SOURCE INFORMATION >>

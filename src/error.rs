//! Error types for media-dumper
//!
//! Failures are classified by where they happen, because that decides how far they
//! propagate:
//! - provider lookup failures abort the run that asked for the provider
//! - storage failures abort the affected download (or the run, for the root directory)
//! - source failures abort one album or conversation
//! - transfer and metadata failures stay inside the worker that hit them

use std::path::PathBuf;
use thiserror::Error;

/// Result type alias for media-dumper operations
pub type Result<T> = std::result::Result<T, Error>;

/// Which registry table a provider lookup went to
#[derive(Debug, Clone, Copy, PartialEq, Eq, Hash)]
pub enum ProviderKind {
    /// Remote content backend
    Source,
    /// Persistence backend
    Storage,
}

impl std::fmt::Display for ProviderKind {
    fn fmt(&self, f: &mut std::fmt::Formatter<'_>) -> std::fmt::Result {
        match self {
            ProviderKind::Source => write!(f, "source"),
            ProviderKind::Storage => write!(f, "storage"),
        }
    }
}

/// Main error type for media-dumper
#[derive(Debug, Error)]
pub enum Error {
    /// Configuration error with context about which setting is invalid
    #[error("configuration error: {message}")]
    Config {
        /// Human-readable error message describing the configuration issue
        message: String,
        /// The configuration key that caused the error (e.g., "pipeline.workers")
        key: Option<String>,
    },

    /// No provider is registered under the requested key
    #[error("{kind} provider not found: {key}")]
    ProviderNotFound {
        /// Registry table that was searched
        kind: ProviderKind,
        /// Requested key (empty when any storage was acceptable)
        key: String,
    },

    /// Directory or file-system failure in a storage backend
    #[error("storage error: {message}")]
    Storage {
        /// What the storage was trying to do
        message: String,
        /// Underlying I/O failure, if any
        #[source]
        source: Option<std::io::Error>,
    },

    /// Enumeration failure in a content source
    #[error("source error: {message}")]
    Source {
        /// What the source was trying to enumerate
        message: String,
        /// Underlying failure, if any
        #[source]
        source: Option<Box<dyn std::error::Error + Send + Sync>>,
    },

    /// Authentication or permission failure reported by the remote
    #[error("access error: {message}")]
    Access {
        /// Message from the remote, suitable for prompting re-authentication
        message: String,
    },

    /// Network fetch failure
    #[error("transfer error: {0}")]
    Transfer(#[from] TransferError),

    /// Metadata embedding failure (never fatal to an item)
    #[error("metadata error: {0}")]
    Metadata(#[from] MetadataError),

    /// I/O error
    #[error("I/O error: {0}")]
    Io(#[from] std::io::Error),

    /// Serialization error
    #[error("serialization error: {0}")]
    Serialization(#[from] serde_json::Error),

    /// Pipeline is shutting down and no longer accepts requests
    #[error("shutdown in progress: not accepting new download requests")]
    ShuttingDown,

    /// Other error
    #[error("{0}")]
    Other(String),
}

impl Error {
    /// Build a storage error from a message and optional I/O cause
    pub fn storage(message: impl Into<String>, source: Option<std::io::Error>) -> Self {
        Error::Storage {
            message: message.into(),
            source,
        }
    }

    /// Build a source error without an underlying cause
    pub fn enumeration(message: impl Into<String>) -> Self {
        Error::Source {
            message: message.into(),
            source: None,
        }
    }

    /// True for authentication/permission failures that call for re-authentication
    /// rather than treating the whole run as failed.
    #[must_use]
    pub fn is_access_error(&self) -> bool {
        matches!(self, Error::Access { .. })
    }
}

/// Failures of a single network fetch
#[derive(Debug, Error)]
pub enum TransferError {
    /// Network error or unexpected status; worth retrying
    #[error("{url} is unavailable: {reason}")]
    Transient {
        /// URL being fetched
        url: String,
        /// Status code or network failure description
        reason: String,
    },

    /// The remote answered 404; retrying cannot help
    #[error("{url} not found")]
    NotFound {
        /// URL being fetched
        url: String,
    },
}

/// Metadata embedding failures
#[derive(Debug, Error)]
pub enum MetadataError {
    /// The item carries no metadata at all
    #[error("no metadata for {path}")]
    Empty {
        /// Persisted media file
        path: PathBuf,
    },

    /// A writer could not open or parse the file
    #[error("cannot read {path}: {reason}")]
    Unreadable {
        /// Persisted media file
        path: PathBuf,
        /// Parser or open failure
        reason: String,
    },

    /// Some fields were written but one was absent from the item
    #[error("{field} is empty for {path}")]
    MissingField {
        /// Persisted media file
        path: PathBuf,
        /// Name of the absent field
        field: &'static str,
    },

    /// Writing the tags back failed
    #[error("failed to write metadata to {path}: {reason}")]
    WriteFailed {
        /// Persisted media file
        path: PathBuf,
        /// Writer failure
        reason: String,
    },

    /// The external metadata tool could not be run or reported failure
    #[error("external tool error: {0}")]
    ExternalTool(String),

    /// No writer able to handle the file is available
    #[error("not supported: {0}")]
    NotSupported(String),
}

// unwrap/expect are acceptable in tests for concise failure-on-error assertions
#[allow(clippy::unwrap_used, clippy::expect_used)]
#[cfg(test)]
mod tests {
    use super::*;

    #[test]
    fn provider_not_found_names_kind_and_key() {
        let err = Error::ProviderNotFound {
            kind: ProviderKind::Source,
            key: "vk".to_string(),
        };
        assert_eq!(err.to_string(), "source provider not found: vk");
    }

    #[test]
    fn access_errors_are_distinguishable() {
        let access = Error::Access {
            message: "token expired".to_string(),
        };
        assert!(access.is_access_error());
        assert!(!Error::enumeration("listing failed").is_access_error());
        assert!(
            !Error::Transfer(TransferError::NotFound {
                url: "http://x/a.jpg".to_string()
            })
            .is_access_error()
        );
    }

    #[test]
    fn transfer_errors_convert_into_crate_error() {
        let err: Error = TransferError::Transient {
            url: "http://x/a.jpg".to_string(),
            reason: "status 503".to_string(),
        }
        .into();
        assert!(matches!(err, Error::Transfer(TransferError::Transient { .. })));
        assert!(err.to_string().contains("status 503"));
    }

    #[test]
    fn storage_error_keeps_io_source() {
        use std::error::Error as _;

        let err = Error::storage(
            "dir can't be created",
            Some(std::io::Error::new(
                std::io::ErrorKind::PermissionDenied,
                "denied",
            )),
        );
        assert_eq!(err.to_string(), "storage error: dir can't be created");
        assert!(err.source().is_some(), "io cause must be chained");
    }
}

WHAT YOU SHOULD DO >>
In the answer, each entry from the listing must be transcribed exactly.

FINAL ANSWER >>
filename src/error.rs
//! Error types for media-dumper
//!
//! Failures are classified by where they happen, because that decides how far they
//! propagate:
//! - provider lookup failures abort the run that asked for the provider
//! - storage failures abort the affected download (or the run, for the root directory)
//! - source failures abort one album or conversation
//! - transfer and metadata failures stay inside the worker that hit them

use std::path::PathBuf;
use thiserror::Error;

/// Result type alias for media-dumper operations
pub type Result<T> = std::result::Result<T, Error>;

/// Which registry table a provider lookup went to
#[derive(Debug, Clone, Copy, PartialEq, Eq, Hash)]
pub enum ProviderKind {
    /// Remote content backend
    Source,
    /// Persistence backend
    Storage,
}

impl std::fmt::Display for ProviderKind {
    fn fmt(&self, f: &mut std::fmt::Formatter<'_>) -> std::fmt::Result {
        match self {
            ProviderKind::Source => write!(f, "source"),
            ProviderKind::Storage => write!(f, "storage"),
        }
    }
}

/// Main error type for media-dumper
#[derive(Debug, Error)]
pub enum Error {
    /// Configuration error with context about which setting is invalid
    #[error("configuration error: {message}")]
    Config {
        /// Human-readable error message describing the configuration issue
        message: String,
        /// The configuration key that caused the error (e.g., "pipeline.workers")
        key: Option<String>,
    },

    /// No provider is registered under the requested key
    #[error("{kind} provider not found: {key}")]
    ProviderNotFound {
        /// Registry table that was searched
        kind: ProviderKind,
        /// Requested key (empty when any storage was acceptable)
        key: String,
    },

    /// Directory or file-system failure in a storage backend
    #[error("storage error: {message}")]
    Storage {
        /// What the storage was trying to do
        message: String,
        /// Underlying I/O failure, if any
        #[source]
        source: Option<std::io::Error>,
    },

    /// Enumeration failure in a content source
    #[error("source error: {message}")]
    Source {
        /// What the source was trying to enumerate
        message: String,
        /// Underlying failure, if any
        #[source]
        source: Option<Box<dyn std::error::Error + Send + Sync>>,
    },

    /// Authentication or permission failure reported by the remote
    #[error("access error: {message}")]
    Access {
        /// Message from the remote, suitable for prompting re-authentication
        message: String,
    },

    /// Network fetch failure
    #[error("transfer error: {0}")]
    Transfer(#[from] TransferError),

    /// Metadata embedding failure (never fatal to an item)
    #[error("metadata error: {0}")]
    Metadata(#[from] MetadataError),

    /// I/O error
    #[error("I/O error: {0}")]
    Io(#[from] std::io::Error),

    /// Serialization error
    #[error("serialization error: {0}")]
    Serialization(#[from] serde_json::Error),

    /// Pipeline is shutting down and no longer accepts requests
    #[error("shutdown in progress: not accepting new download requests")]
    ShuttingDown,

    /// Other error
    #[error("{0}")]
    Other(String),
}

impl Error {
    /// Build a storage error from a message and optional I/O cause
    pub fn storage(message: impl Into<String>, source: Option<std::io::Error>) -> Self {
        Error::Storage {
            message: message.into(),
            source,
        }
    }

    /// Build a source error without an underlying cause
    pub fn enumeration(message: impl Into<String>) -> Self {
        Error::Source {
            message: message.into(),
            source: None,
        }
    }

    /// True for authentication/permission failures that call for re-authentication
    /// rather than treating the whole run as failed.
    #[must_use]
    pub fn is_access_error(&self) -> bool {
        matches!(self, Error::Access { .. })
    }
}

/// Failures of a single network fetch
#[derive(Debug, Error)]
pub enum TransferError {
    /// Network error or unexpected status; worth retrying
    #[error("{url} is unavailable: {reason}")]
    Transient {
        /// URL being fetched
        url: String,
        /// Status code or network failure description
        reason: String,
    },

    /// The remote answered 404; retrying cannot help
    #[error("{url} not found")]
    NotFound {
        /// URL being fetched
        url: String,
    },
}

/// Metadata embedding failures
#[derive(Debug, Error)]
pub enum MetadataError {
    /// The item carries no metadata at all
    #[error("no metadata for {path}")]
    Empty {
        /// Persisted media file
        path: PathBuf,
    },

    /// A writer could not open or parse the file
    #[error("cannot read {path}: {reason}")]
    Unreadable {
        /// Persisted media file
        path: PathBuf,
        /// Parser or open failure
        reason: String,
    },

    /// Some fields were written but one was absent from the item
    #[error("{field} is empty for {path}")]
    MissingField {
        /// Persisted media file
        path: PathBuf,
        /// Name of the absent field
        field: &'static str,
    },

    /// Writing the tags back failed
    #[error("failed to write metadata to {path}: {reason}")]
    WriteFailed {
        /// Persisted media file
        path: PathBuf,
        /// Writer failure
        reason: String,
    },

    /// The external metadata tool could not be run or reported failure
    #[error("external tool error: {0}")]
    ExternalTool(String),

    /// No writer able to handle the file is available
    #[error("not supported: {0}")]
    NotSupported(String),
}

// unwrap/expect are acceptable in tests for concise failure-on-error assertions
#[allow(clippy::unwrap_used, clippy::expect_used)]
#[cfg(test)]
mod tests {
    use super::*;

    #[test]
    fn provider_not_found_names_kind_and_key() {
        let err = Error::ProviderNotFound {
            kind: ProviderKind::Source,
            key: "vk".to_string(),
        };
        assert_eq!(err.to_string(), "source provider not found: vk");
    }

    #[test]
    fn access_errors_are_distinguishable() {
        let access = Error::Access {
            message: "token expired".to_string(),
        };
        assert!(access.is_access_error());
        assert!(!Error::enumeration("listing failed").is_access_error());
        assert!(
            !Error::Transfer(TransferError::NotFound {
                url: "http://x/a.jpg".to_string()
            })
            .is_access_error()
        );
    }

    #[test]
    fn transfer_errors_convert_into_crate_error() {
        let err: Error = TransferError::Transient {
            url: "http://x/a.jpg".to_string(),
            reason: "status 503".to_string(),
        }
        .into();
        assert!(matches!(err, Error::Transfer(TransferError::Transient { .. })));
        assert!(err.to_string().contains("status 503"));
    }

    #[test]
    fn storage_error_keeps_io_source() {
        use std::error::Error as _;

        let err = Error::storage(
            "dir can't be created",
            Some(std::io::Error::new(
                std::io::ErrorKind::PermissionDenied,
                "denied",
            )),
        );
        assert_eq!(err.to_string(), "storage error: dir can't be created");
        assert!(err.source().is_some(), "io cause must be chained");
    }
}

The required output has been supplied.